Opowiedziałam jej większość Małego Księcia, gdy zauważyłam, że zasnęła otuliłam ją kołdrą i po cichu opuściłam jej pokój. Sama udałam się do swojej sypialni. Szykował się ciężki dzień. Po wykonaniu wieczornej rutyny zanurzyłam się pod miękką pościelą. Przymknęłam oczy, jednak nie mogłam zasnąć. Nie mogłam przestać myśleć o piątkowej sytuacji z Milanem. Sfrustrowana na samą siebie wzięła IPhone'a do ręki i zaczęłam wyszukiwać bruneta na Instagramie. Zszokowana weszłam na jego profil. O kurwa.
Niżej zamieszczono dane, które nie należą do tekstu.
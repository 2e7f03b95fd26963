//! Shared test harness modules for the `parcels` CLI.
#![expect(
    clippy::panic,
    reason = "Tests assert panic branches to surface unexpected CLI outcomes"
)]

use super::*;

mod helpers;
mod sync_steps;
Ponad dwieście tysięcy obserwujących i weryfikacja. Pieprzony celebryta. Nawet Henry nie dorobił się takiej liczby.

Pomyślałam, że skoro jest tak popularny na pewno są jakieś informacje na jego temat w intrenecie. Wpisałam jego nazwisko w wyszukiwarkę i od razu wyskoczyła mi jakaś firma. Oceniana na pięć gwiazdek. Grubo.

Moore Music Company. Firma zajmując się koncertami największych artystów w Anglii. Po za tym posiada trzy akademie muzyczne dla młodzieży od szesnastego roku życia. Rok założenia 1987. Miejsce głównego zarządcy przekazywane z pokolenia na pokolenie rodziny Moore.

Szef: Manuel Moore.

Prawowity dziedzic: Milan Moore.

Pieprzony milioner.

Weszłam na stronę firmy. Przeglądałam zapowiedzi koncertów. Harry Styles. Chce. Zdecydowanie muszę pogadać o tym z Louisem i Bella. Na zakupach dowiedziałam się, że wielbią go tak samo jak ja.

Zaczęłam czytać o finansach, zarobkach i inwestycjach. Od tych liczb zaczęło mi wirować przed oczami. Wygasiłam ekran telefonu i odłożyłam go na szafkę. Ułożyłam się wygodnie przymykając powieki. Jeszcze długo nie mogłam zasnąć. Głównym tego powodem był brunet o niezwykle ciemnych oczach.